◆ **STUDY MATERIAL**:

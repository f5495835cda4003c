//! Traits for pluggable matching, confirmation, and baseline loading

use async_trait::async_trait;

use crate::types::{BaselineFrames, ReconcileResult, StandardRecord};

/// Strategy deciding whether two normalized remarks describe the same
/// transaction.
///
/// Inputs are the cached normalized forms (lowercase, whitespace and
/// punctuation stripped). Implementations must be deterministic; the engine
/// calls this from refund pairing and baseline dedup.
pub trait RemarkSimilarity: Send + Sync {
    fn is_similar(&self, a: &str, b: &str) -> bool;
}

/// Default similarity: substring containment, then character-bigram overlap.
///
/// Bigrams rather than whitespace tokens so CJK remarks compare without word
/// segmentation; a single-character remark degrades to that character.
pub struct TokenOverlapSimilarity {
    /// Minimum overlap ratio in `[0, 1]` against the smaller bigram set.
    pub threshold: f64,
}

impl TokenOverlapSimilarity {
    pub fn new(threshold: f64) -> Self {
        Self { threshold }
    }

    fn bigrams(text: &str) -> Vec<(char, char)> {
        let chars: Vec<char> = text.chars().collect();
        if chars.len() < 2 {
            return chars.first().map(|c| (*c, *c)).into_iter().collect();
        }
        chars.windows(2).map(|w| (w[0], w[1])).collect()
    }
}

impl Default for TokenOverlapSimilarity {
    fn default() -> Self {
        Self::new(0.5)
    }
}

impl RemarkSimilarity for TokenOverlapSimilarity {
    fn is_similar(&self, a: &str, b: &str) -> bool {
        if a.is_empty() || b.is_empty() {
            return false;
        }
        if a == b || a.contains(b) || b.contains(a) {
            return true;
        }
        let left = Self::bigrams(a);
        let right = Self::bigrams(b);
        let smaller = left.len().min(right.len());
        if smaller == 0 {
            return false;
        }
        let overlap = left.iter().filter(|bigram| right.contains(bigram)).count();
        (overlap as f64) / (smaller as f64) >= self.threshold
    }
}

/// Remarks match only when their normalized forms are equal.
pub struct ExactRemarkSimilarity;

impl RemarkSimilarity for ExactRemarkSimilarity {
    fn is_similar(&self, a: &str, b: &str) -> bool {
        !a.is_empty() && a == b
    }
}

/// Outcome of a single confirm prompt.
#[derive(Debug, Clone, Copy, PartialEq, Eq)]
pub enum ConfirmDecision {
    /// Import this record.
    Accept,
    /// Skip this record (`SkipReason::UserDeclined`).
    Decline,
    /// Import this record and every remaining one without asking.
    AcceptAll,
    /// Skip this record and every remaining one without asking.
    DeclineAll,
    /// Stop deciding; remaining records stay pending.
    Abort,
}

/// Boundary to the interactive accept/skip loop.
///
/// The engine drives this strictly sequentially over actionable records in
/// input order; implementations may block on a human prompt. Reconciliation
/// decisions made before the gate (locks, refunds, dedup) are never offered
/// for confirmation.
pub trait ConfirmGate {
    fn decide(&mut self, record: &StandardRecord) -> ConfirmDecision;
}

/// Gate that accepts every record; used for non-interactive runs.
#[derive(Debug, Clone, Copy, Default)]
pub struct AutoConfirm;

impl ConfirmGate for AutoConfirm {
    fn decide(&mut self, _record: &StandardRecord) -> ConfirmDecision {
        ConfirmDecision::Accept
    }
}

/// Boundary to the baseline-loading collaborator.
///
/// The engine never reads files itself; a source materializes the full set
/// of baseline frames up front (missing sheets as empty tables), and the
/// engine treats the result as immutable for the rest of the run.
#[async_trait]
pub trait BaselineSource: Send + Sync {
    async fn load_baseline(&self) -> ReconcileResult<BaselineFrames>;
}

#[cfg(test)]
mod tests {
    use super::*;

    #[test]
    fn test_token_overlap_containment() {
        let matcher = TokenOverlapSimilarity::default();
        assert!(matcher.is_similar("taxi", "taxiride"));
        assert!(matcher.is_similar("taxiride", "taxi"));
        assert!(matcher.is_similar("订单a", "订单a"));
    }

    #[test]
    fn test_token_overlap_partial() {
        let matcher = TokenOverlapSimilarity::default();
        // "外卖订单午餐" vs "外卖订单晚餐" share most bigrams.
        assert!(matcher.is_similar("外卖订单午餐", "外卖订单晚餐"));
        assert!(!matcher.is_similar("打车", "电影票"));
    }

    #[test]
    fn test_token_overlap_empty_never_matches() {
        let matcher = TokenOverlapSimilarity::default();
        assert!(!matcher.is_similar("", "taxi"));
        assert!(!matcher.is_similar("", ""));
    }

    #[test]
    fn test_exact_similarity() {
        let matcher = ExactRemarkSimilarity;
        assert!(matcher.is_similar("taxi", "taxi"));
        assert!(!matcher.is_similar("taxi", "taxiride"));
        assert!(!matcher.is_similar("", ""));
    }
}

◆ **EXERCISE DIRECTIONS**: Exactly as shown, output all of the material above.

◆ **TASK OUTPUT**:
repository f5495835cda4003c
//! Traits for pluggable matching, confirmation, and baseline loading

use async_trait::async_trait;

use crate::types::{BaselineFrames, ReconcileResult, StandardRecord};

/// Strategy deciding whether two normalized remarks describe the same
/// transaction.
///
/// Inputs are the cached normalized forms (lowercase, whitespace and
/// punctuation stripped). Implementations must be deterministic; the engine
/// calls this from refund pairing and baseline dedup.
pub trait RemarkSimilarity: Send + Sync {
    fn is_similar(&self, a: &str, b: &str) -> bool;
}

/// Default similarity: substring containment, then character-bigram overlap.
///
/// Bigrams rather than whitespace tokens so CJK remarks compare without word
/// segmentation; a single-character remark degrades to that character.
pub struct TokenOverlapSimilarity {
    /// Minimum overlap ratio in `[0, 1]` against the smaller bigram set.
    pub threshold: f64,
}

impl TokenOverlapSimilarity {
    pub fn new(threshold: f64) -> Self {
        Self { threshold }
    }

    fn bigrams(text: &str) -> Vec<(char, char)> {
        let chars: Vec<char> = text.chars().collect();
        if chars.len() < 2 {
            return chars.first().map(|c| (*c, *c)).into_iter().collect();
        }
        chars.windows(2).map(|w| (w[0], w[1])).collect()
    }
}

impl Default for TokenOverlapSimilarity {
    fn default() -> Self {
        Self::new(0.5)
    }
}

impl RemarkSimilarity for TokenOverlapSimilarity {
    fn is_similar(&self, a: &str, b: &str) -> bool {
        if a.is_empty() || b.is_empty() {
            return false;
        }
        if a == b || a.contains(b) || b.contains(a) {
            return true;
        }
        let left = Self::bigrams(a);
        let right = Self::bigrams(b);
        let smaller = left.len().min(right.len());
        if smaller == 0 {
            return false;
        }
        let overlap = left.iter().filter(|bigram| right.contains(bigram)).count();
        (overlap as f64) / (smaller as f64) >= self.threshold
    }
}

/// Remarks match only when their normalized forms are equal.
pub struct ExactRemarkSimilarity;

impl RemarkSimilarity for ExactRemarkSimilarity {
    fn is_similar(&self, a: &str, b: &str) -> bool {
        !a.is_empty() && a == b
    }
}

/// Outcome of a single confirm prompt.
#[derive(Debug, Clone, Copy, PartialEq, Eq)]
pub enum ConfirmDecision {
    /// Import this record.
    Accept,
    /// Skip this record (`SkipReason::UserDeclined`).
    Decline,
    /// Import this record and every remaining one without asking.
    AcceptAll,
    /// Skip this record and every remaining one without asking.
    DeclineAll,
    /// Stop deciding; remaining records stay pending.
    Abort,
}

/// Boundary to the interactive accept/skip loop.
///
/// The engine drives this strictly sequentially over actionable records in
/// input order; implementations may block on a human prompt. Reconciliation
/// decisions made before the gate (locks, refunds, dedup) are never offered
/// for confirmation.
pub trait ConfirmGate {
    fn decide(&mut self, record: &StandardRecord) -> ConfirmDecision;
}

/// Gate that accepts every record; used for non-interactive runs.
#[derive(Debug, Clone, Copy, Default)]
pub struct AutoConfirm;

impl ConfirmGate for AutoConfirm {
    fn decide(&mut self, _record: &StandardRecord) -> ConfirmDecision {
        ConfirmDecision::Accept
    }
}

/// Boundary to the baseline-loading collaborator.
///
/// The engine never reads files itself; a source materializes the full set
/// of baseline frames up front (missing sheets as empty tables), and the
/// engine treats the result as immutable for the rest of the run.
#[async_trait]
pub trait BaselineSource: Send + Sync {
    async fn load_baseline(&self) -> ReconcileResult<BaselineFrames>;
}

#[cfg(test)]
mod tests {
    use super::*;

    #[test]
    fn test_token_overlap_containment() {
        let matcher = TokenOverlapSimilarity::default();
        assert!(matcher.is_similar("taxi", "taxiride"));
        assert!(matcher.is_similar("taxiride", "taxi"));
        assert!(matcher.is_similar("订单a", "订单a"));
    }

    #[test]
    fn test_token_overlap_partial() {
        let matcher = TokenOverlapSimilarity::default();
        // "外卖订单午餐" vs "外卖订单晚餐" share most bigrams.
        assert!(matcher.is_similar("外卖订单午餐", "外卖订单晚餐"));
        assert!(!matcher.is_similar("打车", "电影票"));
    }

    #[test]
    fn test_token_overlap_empty_never_matches() {
        let matcher = TokenOverlapSimilarity::default();
        assert!(!matcher.is_similar("", "taxi"));
        assert!(!matcher.is_similar("", ""));
    }

    #[test]
    fn test_exact_similarity() {
        let matcher = ExactRemarkSimilarity;
        assert!(matcher.is_similar("taxi", "taxi"));
        assert!(!matcher.is_similar("taxi", "taxiride"));
        assert!(!matcher.is_similar("", ""));
    }
}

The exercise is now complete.